D'abord, rien ne se passa. Ne sachant trop s'il était déçu ou soulagé, Jilam voulut retirer son second visage. Impossible. Il redoubla d'efforts. Intense douleur. La sensation de s'arracher les joues.
Un soupçon de panique naquit dans un coin de sa tête quand la clairière, le bois au loin et le tumulus avec la jeune pousse s'effacèrent dans la gueule d'un tourbillon blanc. Un couloir aux murs tournoyants, composés de millions de filaments de couleurs imbriqués. Jilam tenta de reculer, et c'est avec effroi qu'il découvrit que ses jambes, son corps tout entier avaient disparu. Ou plutôt était-ce son esprit qui s'en était extirpé. La sensation de flotter à l'intérieur d'un rêve l'habitait. Le tourbillon l'aspirait. Il n'était qu'un grain de poussière dans sa spirale sans fin.
Des voix surgirent du chaos d'aurores étincelantes. Au début, elles se mâchaient les unes les autres dans une cacophonie indigeste. Puis, petit à petit, de la bouillie nauséeuse émergèrent des mots intelligibles mais mélangés en méli-mélo brouillon. Des images surgirent, moments subreptices aussitôt effacés, remplacés par d'autres situations sans queue ni tête, privées de contexte.

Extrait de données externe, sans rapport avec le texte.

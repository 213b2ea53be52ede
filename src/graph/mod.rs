//! Graph representation and structural analysis module

pub mod connectivity;
pub mod model;

pub use connectivity::Connectivity;
pub use model::Graph;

Visages maquillés de blanc étendus sur un linceul de feuilles d'automne... Grandes ailes de papillon, peintes d'aurores, s'élèvent dans l'ombre d'une lune de sang... Puits noir crachant les râles de l'abîme... Sang vert étalé sur la roche phosphorescente... La main se referme sur l'ultime souffle du mourant... Jeune chêne, sa fière ramure dressée au soleil, batifolant avec la Reine du Printemps... Pierre bleue, non pas un saphir, plutôt une opale, taillée en perle, que serrent des doigts noirs griffus...
... Rire strident, lame acérée, fil cruel : « Trouvé ! »

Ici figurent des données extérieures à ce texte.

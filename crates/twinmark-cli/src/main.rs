#![forbid(unsafe_code)]

use std::{
    fs,
    io::{self, BufRead as _, Read as _},
    path::{Path, PathBuf},
    sync::mpsc::{self, RecvTimeoutError},
    thread,
    time::Duration,
};

use anyhow::Context;
use clap::{Parser, Subcommand};
use tracing::Level;
use twinmark_core::{
    Config, DiskStorage, Editor, Engines, Event, EventLoop, LoadOutcome, Mode, Notice,
    Reconciliation, Resolution, Resolved, SaveOutcome,
    blocks::{Block, BlockDocument},
    doc_type, frontmatter, markdown,
    text_buffer::TextBuffer,
};

const POLL: Duration = Duration::from_millis(100);

type CliLoop = EventLoop<DiskStorage, Engines<BlockDocument, TextBuffer>>;

#[derive(Parser)]
#[command(name = "twinmark", about = "Headless markdown/plain-text editing session", version)]
struct Cli {
    /// Log at debug level.
    #[arg(short, long)]
    verbose: bool,

    /// Config file (defaults to the platform config dir).
    #[arg(long, value_name = "FILE")]
    config: Option<PathBuf>,

    #[command(subcommand)]
    command: Command,
}

#[derive(Subcommand)]
enum Command {
    /// Print the body of a markdown file as plain text, frontmatter stripped.
    Preview {
        /// Path to a markdown file. Use `-` to read from stdin.
        path: PathBuf,
    },
    /// Print the frontmatter properties and the body of a file.
    Frontmatter { path: PathBuf },
    /// Print the editing mode and language chosen for a path.
    Classify { path: PathBuf },
    /// Open a file and drive the session from stdin commands.
    Open { path: PathBuf },
}

fn main() -> anyhow::Result<()> {
    let cli = Cli::parse();
    init_logging(cli.verbose);

    match cli.command {
        Command::Preview { path } => {
            let source = read_source(&path)?;
            let parsed = frontmatter::parse(&source);
            print!("{}", markdown::plain_text(parsed.body));
        }
        Command::Frontmatter { path } => {
            let source = read_source(&path)?;
            let parsed = frontmatter::parse(&source);
            for (key, value) in parsed.frontmatter.iter() {
                println!("{key}: {value}");
            }
            println!("---");
            print!("{}", parsed.body);
        }
        Command::Classify { path } => {
            println!(
                "{} {}",
                doc_type::classify(&path).label(),
                doc_type::language_for(&path).label()
            );
        }
        Command::Open { path } => {
            let config = Config::load(cli.config.as_deref()).context("failed to load config")?;
            let path = std::path::absolute(&path)
                .with_context(|| format!("failed to resolve {}", path.display()))?;
            open(config, path)?;
        }
    }

    Ok(())
}

fn init_logging(verbose: bool) {
    let level = if verbose { Level::DEBUG } else { Level::INFO };
    tracing_subscriber::fmt()
        .with_max_level(level)
        .with_target(false)
        .with_writer(io::stderr)
        .init();
}

fn read_source(path: &Path) -> anyhow::Result<String> {
    if path.as_os_str() == "-" {
        let mut buf = String::new();
        io::stdin()
            .read_to_string(&mut buf)
            .context("failed to read from stdin")?;
        return Ok(buf);
    }
    fs::read_to_string(path).with_context(|| format!("failed to read {}", path.display()))
}

#[derive(Debug, PartialEq, Eq)]
enum Input {
    Save,
    Reload,
    Edit(String),
    Focus,
    Keep,
    Accept,
    Status,
    Quit,
}

fn parse_input(line: &str) -> Option<Input> {
    let line = line.trim_end_matches(['\r', '\n']);
    let (word, rest) = line.split_once(' ').unwrap_or((line, ""));
    Some(match word {
        "save" => Input::Save,
        "reload" => Input::Reload,
        "edit" if !rest.is_empty() => Input::Edit(rest.to_owned()),
        "focus" => Input::Focus,
        "keep" => Input::Keep,
        "accept" => Input::Accept,
        "status" => Input::Status,
        "quit" | "exit" => Input::Quit,
        _ => return None,
    })
}

fn open(config: Config, path: PathBuf) -> anyhow::Result<()> {
    let storage = DiskStorage::new(config.atomic_save);
    let engines = Engines::new(BlockDocument::default(), TextBuffer::default());
    let mut event_loop = EventLoop::new(Editor::new(storage, engines, config));
    let events = event_loop.sender();
    events
        .send(Event::Open(path))
        .and_then(|()| events.send(Event::EngineReady))
        .context("event loop is gone")?;

    let (input_tx, input_rx) = mpsc::channel();
    thread::Builder::new()
        .name("twinmark-stdin".to_owned())
        .spawn(move || {
            for line in io::stdin().lock().lines() {
                let Ok(line) = line else { break };
                if input_tx.send(line).is_err() {
                    break;
                }
            }
        })
        .context("failed to spawn stdin reader")?;

    while !event_loop.is_stopped() {
        match input_rx.recv_timeout(POLL) {
            Ok(line) => match parse_input(&line) {
                Some(input) => apply(&mut event_loop, input),
                None => eprintln!("unknown command: {line}"),
            },
            Err(RecvTimeoutError::Timeout) => {}
            Err(RecvTimeoutError::Disconnected) => apply(&mut event_loop, Input::Quit),
        }
        for notice in event_loop.drain() {
            report(&event_loop, &notice);
        }
    }
    Ok(())
}

fn apply(event_loop: &mut CliLoop, input: Input) {
    let event = match input {
        Input::Save => Event::Save,
        Input::Reload => Event::Reload,
        Input::Focus => Event::FocusChanged(true),
        Input::Keep => Event::Resolve(Resolution::KeepMine),
        Input::Accept => Event::Resolve(Resolution::AcceptExternal),
        Input::Quit => Event::Shutdown,
        Input::Status => {
            status(event_loop);
            return;
        }
        Input::Edit(text) => {
            let editor = event_loop.editor_mut();
            if editor.session().path().is_none() {
                eprintln!("nothing open");
                return;
            }
            append(editor, &text);
            Event::ContentChanged
        }
    };
    if let Some(notice) = event_loop.handle(event) {
        report(event_loop, &notice);
    }
}

fn append(editor: &mut Editor<DiskStorage, Engines<BlockDocument, TextBuffer>>, text: &str) {
    let mode = editor.session().mode();
    let engines = editor.engine_mut();
    match mode {
        Mode::StructuredText => engines.structured_mut().push(Block::paragraph(text)),
        Mode::PlainText => {
            let buffer = engines.plain_mut();
            buffer.set_cursor(buffer.text().len());
            if !buffer.text().is_empty() && !buffer.text().ends_with('\n') {
                buffer.insert("\n");
            }
            buffer.insert(text);
            buffer.insert("\n");
        }
    }
}

fn status(event_loop: &CliLoop) {
    let session = event_loop.editor().session();
    println!(
        "{} [{}] dirty={} conflict={}",
        session.display_name(),
        session.mode().label(),
        session.is_dirty(),
        session.has_conflict()
    );
    for (key, value) in session.frontmatter().iter() {
        println!("  {key}: {value}");
    }
}

fn report(event_loop: &CliLoop, notice: &Notice) {
    let name = event_loop.editor().session().display_name();
    match notice {
        Notice::Load(LoadOutcome::Loaded) => println!("opened {name}"),
        Notice::Load(LoadOutcome::Queued) => println!("waiting for the editor"),
        Notice::Load(LoadOutcome::NothingOpen) | Notice::Save(SaveOutcome::NothingOpen) => {}
        Notice::Save(SaveOutcome::Saved) => println!("saved {name}"),
        Notice::Reconcile(Reconciliation::Reloaded) => println!("{name} changed on disk; reloaded"),
        Notice::Reconcile(Reconciliation::Conflict) => {
            println!("{name} changed on disk while you have unsaved edits; `accept` or `keep`");
        }
        Notice::Reconcile(Reconciliation::ReloadFailed) => println!("{name} could not be reloaded"),
        Notice::Reconcile(Reconciliation::NotOpen | Reconciliation::Unchanged) => {}
        Notice::Resolve(Resolved::Reloaded) => println!("took the version on disk"),
        Notice::Resolve(Resolved::KeptLocal) => println!("kept your version"),
        Notice::Resolve(Resolved::NoConflict) => println!("no conflict to resolve"),
        Notice::Failed(err) => eprintln!("error: {err}"),
        Notice::Stopped => {}
    }
}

Les visions s'interrompirent et le ballet d'aurores s'égaya aux quatre vents tandis que le paysage réapparaissait. Le regard halluciné de Jilam inspecta les lieux jusqu'au moment où, enfin, il reconnut la clairière. Ses doigts serraient avec une fermeté tremblante le masque de bois. La seconde suivante, ce dernier voltigeait sur plusieurs mètres avant de sombrer dans l'herbe verte.
Jilam attrapa sa tête et la secoua afin de rameuter les souvenirs qui déjà s'estompaient. Il avait beau les retenir, ils lui glissaient entre les doigts tel du sable. Des visions ne restèrentbientôt que vagues sensations soumises à l'effroi.
Jilam ignorait ce qui venait de lui arriver. Tout ce qu'il savait, c'était qu'il ne devait plus jamais toucher à cette horreur. Il observa les environs. Aucune trace de vie. Mú devait s'être enfui. À moins qu'il ne l'observe depuis l'abri douillet d'un fourré. Saleté de furet ! Tout était de sa faute. Il ne payait rien pour attendre. Dès que Nellis aurait vent de ses méfaits.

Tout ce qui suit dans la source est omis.